The album’s title (Arabic for “half a piece of caramel”) brilliantly translates its playful character. This is also encapsulated in the flashy, freaky cover with its amorphous alien entity, frog, rabbit and other oddities veiled in psychedelic colours. Designed by El Kontessa herself, it functions as a tongue-in-cheek counterpoint to the more rugged and distorted character of her productions. Musically, the album sits somewhere between the mahraganat deconstructions and Egyptian bass of ABADIR, Zuli and 3Phaz, the cutting-edge Arab club music of Deena Abdelwahed and Toumba, and the raw polyrhythmic jams of Hakuna Kulala’s Authentically Plastic.

What surprises me most is its not-necessarily-dancefloor-oriented nature (apart from the Jersey club-adjacent banger ‘Bingo’). The other six productions, marked by swift structural changes, tempo shifts and off-the-wall Arab vocal samples, feel more like short songs, and less like DJ tracks. They’re marked by a punk-ish urgency, and they exemplify sincere experimentalism, especially the baffling percussion-and-sample-driven tune ‘Ghaltet Meen’. The “drunken gait” opener ‘Fassel’ makes you dizzy just like some recent productions by Blawan. Elsewhere, she makes things even weirder, with radiating, laser-sharp synthlines like in ‘Mesh Marshmellow’ and ‘Moka3bat’ cutting through your eardrums. Each song has a different bent, with ‘Dofda3’ standing out as the most fast-paced and rave-y production on the record. The turn of events in the closer ‘Asanser’, switching between pensive 80 bpm IDM/downtempo and no nonsense 160 bpm d’n’b, sheds even more light on her artistic flexibility.

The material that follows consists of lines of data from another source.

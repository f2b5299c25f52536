//! Config loading.
//!
//! `SlaConfigStore` parses an `SlaConfig` from a TOML string or file at
//! startup and hands out the same immutable value for every lookup — there is
//! no hot-reload. A document that fails to parse is a fatal
//! `ConfigError`, not a runtime condition.

use std::path::Path;

use tracing::info;

use shipguard_contracts::error::{ShipguardError, ShipguardResult};

use crate::config::SlaConfig;

/// The built-in reference configuration document.
const DEFAULT_CONFIG: &str = include_str!("../config/default.toml");

/// Loads and owns one immutable [`SlaConfig`].
#[derive(Debug, Clone)]
pub struct SlaConfigStore {
    config: SlaConfig,
}

impl SlaConfigStore {
    /// Load the built-in reference configuration.
    ///
    /// # Panics
    ///
    /// Panics if the embedded document does not parse — a build defect, not a
    /// runtime condition, and covered by tests.
    pub fn builtin() -> Self {
        Self::from_toml_str(DEFAULT_CONFIG)
            .expect("embedded SLA configuration must be structurally valid")
    }

    /// Parse `s` as a TOML SLA configuration document.
    pub fn from_toml_str(s: &str) -> ShipguardResult<Self> {
        let config: SlaConfig = toml::from_str(s).map_err(|e| ShipguardError::ConfigError {
            reason: format!("failed to parse SLA config TOML: {e}"),
        })?;

        info!(
            version = %config.version,
            vendors = config.vendor_overrides.len(),
            routes = config.route_rules.len(),
            "SLA configuration loaded"
        );
        Ok(Self { config })
    }

    /// Read the file at `path` and parse it as an SLA configuration.
    pub fn from_file(path: &Path) -> ShipguardResult<Self> {
        let contents = std::fs::read_to_string(path).map_err(|e| ShipguardError::ConfigError {
            reason: format!("failed to read SLA config file '{}': {e}", path.display()),
        })?;
        Self::from_toml_str(&contents)
    }

    /// The loaded configuration. Same immutable value on every call.
    pub fn config(&self) -> &SlaConfig {
        &self.config
    }
}

// ── Tests ─────────────────────────────────────────────────────────────────────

As a purely musical endeavour, an exercise in style, an open-ended exploration of autochthonous musical practices through a modern lens, the album represents the opposite of so many trendy concept-driven releases that came out in recent years. It’s the work of a zealous producer moulding the currently popular darbuka-infused polyrhythms and energetic mahraganat samples into a personal vision. Nos Habet Caramel isn’t a polished pearl, but more of a sonic conglomerate, rough around the edges and unruly in structure, yet possessing a distinct appeal.